The MOG in April 2009 gave three gas EPSAs: Block 64, 3,874 sq km, in the Ghaba Salt Basin to Harvest Natural Resources of the US, signed on April 11; Block 63, 3,709 sq km in Al Dahira and Al Dakhiliya, to Petronas of Malaysia, signed on April 15; and Block 60, 1,500 sq km containing the Abu Butabul gas/condensate Fm found in 1998, to BGI signed on April 30.

In January 2010 the MOG launched a bidding round for mostly gas-rich blocks, denoting Oman’s E&P attractiveness among IOCs and smaller firms.

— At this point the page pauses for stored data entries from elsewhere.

//! Small HTML helpers shared by the concrete renderers.

/// Escape text for use in HTML content or a double-quoted attribute.
#[must_use]
pub(crate) fn escape_html(text: &str) -> String {
    let mut out = String::with_capacity(text.len());
    for c in text.chars() {
        match c {
            '&' => out.push_str("&amp;"),
            '<' => out.push_str("&lt;"),
            '>' => out.push_str("&gt;"),
            '"' => out.push_str("&quot;"),
            '\'' => out.push_str("&#39;"),
            _ => out.push(c),
        }
    }
    out
}
//! Blocking HTTP implementation of the fetch capability.

use std::time::Duration;

use serde_json::Value;
use ureq::Agent;

use rdv_registry::{DataFetch, RenderError};

/// Default timeout for auxiliary requests.
const DEFAULT_TIMEOUT: Duration = Duration::from_secs(30);

/// [`DataFetch`] backed by a pooled [`ureq::Agent`].
///
/// Blocking by design; renderers drive it through `spawn_blocking`. The
/// agent reuses connections across calls, so one `HttpFetch` shared via
/// the host capabilities serves all renderers of a bridge.
pub struct HttpFetch {
    agent: Agent,
}

impl HttpFetch {
    /// Create a fetcher with the default timeout.
    #[must_use]
    pub fn new() -> Self {
        Self::with_timeout(DEFAULT_TIMEOUT)
    }

    /// Create a fetcher with a global request timeout.
    #[must_use]
    pub fn with_timeout(timeout: Duration) -> Self {
        let agent: Agent = Agent::config_builder()
            .timeout_global(Some(timeout))
            .http_status_as_error(false)
            .build()
            .into();
        Self { agent }
    }
}

impl Default for HttpFetch {
    fn default() -> Self {
        Self::new()
    }
}

impl DataFetch for HttpFetch {
    fn get_json(&self, url: &str) -> Result<Value, RenderError> {
        let response = self
            .agent
            .get(url)
            .call()
            .map_err(|e| RenderError::Fetch {
                url: url.to_owned(),
                message: e.to_string(),
            })?;

        let status = response.status().as_u16();
        let mut body = response.into_body();

        if status >= 400 {
            let detail = body
                .read_to_string()
                .unwrap_or_else(|_| String::from("(unable to read error body)"));
            return Err(RenderError::Fetch {
                url: url.to_owned(),
                message: format!("HTTP {status}: {detail}"),
            });
        }

        body.read_json().map_err(|e| RenderError::Fetch {
            url: url.to_owned(),
            message: e.to_string(),
        })
    }
}
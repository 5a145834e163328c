//! Concrete renderers for remote data.
//!
//! Every renderer here satisfies the `rdv-registry` contract: it owns a
//! [`Surface`](rdv_registry::Surface), renders exactly one
//! [`DataLocation`](rdv_registry::DataLocation), and is disposed by its
//! owner when superseded. None of them contain dispatch logic; the mapping
//! from mime type to renderer lives in the registry.
//!
//! - [`ImageRenderer`], [`VideoRenderer`], [`AudioRenderer`],
//!   [`PdfRenderer`]: direct media embeds
//! - [`TiledMapRenderer`]: cloud-optimized GeoTIFF datasets on a tiled map
//! - [`DatasetMetadataRenderer`]: HDF5-style metadata listings
//!
//! [`default_factories`] returns the stock media set; deployments add the
//! map and metadata factories on top (the bridge's default registry does).

use std::sync::Arc;

use rdv_registry::RendererFactory;

mod fetch;
mod map;
mod media;
mod metadata;
mod util;

pub use fetch::HttpFetch;
pub use map::{
    GEOTIFF_MIME_TYPE, MAP_MIME_TYPES, TILE_SERVICE_URL, TileLayer, TiledMapRenderer, Viewport,
    tiled_map_factory,
};
pub use media::{
    AUDIO_MIME_TYPES, AudioRenderer, IMAGE_MIME_TYPES, ImageRenderer, PDF_MIME_TYPES, PdfRenderer,
    VIDEO_MIME_TYPES, VideoRenderer, audio_factory, image_factory, pdf_factory, video_factory,
};
pub use metadata::{DatasetMetadataRenderer, METADATA_MIME_TYPES, dataset_metadata_factory};

/// The default factory set: audio, image, PDF and video renderers.
#[must_use]
pub fn default_factories() -> Vec<Arc<dyn RendererFactory>> {
    vec![
        audio_factory(),
        image_factory(),
        pdf_factory(),
        video_factory(),
    ]
}

#[cfg(test)]
mod tests {
    use super::*;

    #[test]
    fn test_default_factories_cover_stock_media_types() {
        let factories = default_factories();
        let types: Vec<&str> = factories
            .iter()
            .flat_map(|f| f.mime_types().to_vec())
            .collect();
        for expected in ["audio/mp3", "image/png", "application/pdf", "video/mp4"] {
            assert!(types.contains(&expected), "missing {expected}");
        }
        assert!(!types.contains(&GEOTIFF_MIME_TYPE));
    }
}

Oilex in March 2009 completed testing of its Al Jumd-1 well at Al Klata Fm. It said the results suggested the liquid was heavier than it had expected. In January 2008 it had said Sarha-1, the first of three wells to be drilled in a continuous sequence in Block 56, was below 1,673 m in the Cambrian Huqf Fm.

The primary and secondary objectives in the Permian to Cambrian interval exhibited oil shows and increased gas readings from drill cuttings. On reaching about 1,900 m, a comprehensive wire-line logging programme was launched to evaluate the anomalous zones encountered and to determine whether production testing was warranted. Several of the fields in its area hold over 500 million barrels of oil in place found by PDO.

Circle Oil of the UK in June 2009 said initial interpretation at its onshore Block 49 in the south indicated that the salt basin could turn the area into a “top class oil play”. Circle Oil has since continued work, including a 3D seismic survey.

Circle Oil later got offshore Block 52 and in January 2013 said the area contained 7 billion barrels of oil in place.

Epsilon Energy of Canada in January 2009 got a 20-year oil and gas EPSA for Block 55 covering about 7,564 sq km in the south-central region. During an initial three-year exploration programme the company was to acquire 800 km of seismic data and reprocess a further 4,000 sq km of existing data before drilling at least four wells.

This initial exploration phase was expected to take three years and the EPSA contained an option for negotiating an extension if the prospects were promising.

Naftogaz Middle East, a JV of Ukraine’s state-owned Naftogaz and Abu Dhabi-based Al Jazeerah Enterprise for Development & Trading, in June 2007 got EPSAs for Block 39 in Salalah and Block 42 in Sharqiyah. No progress has since been reported by this JV.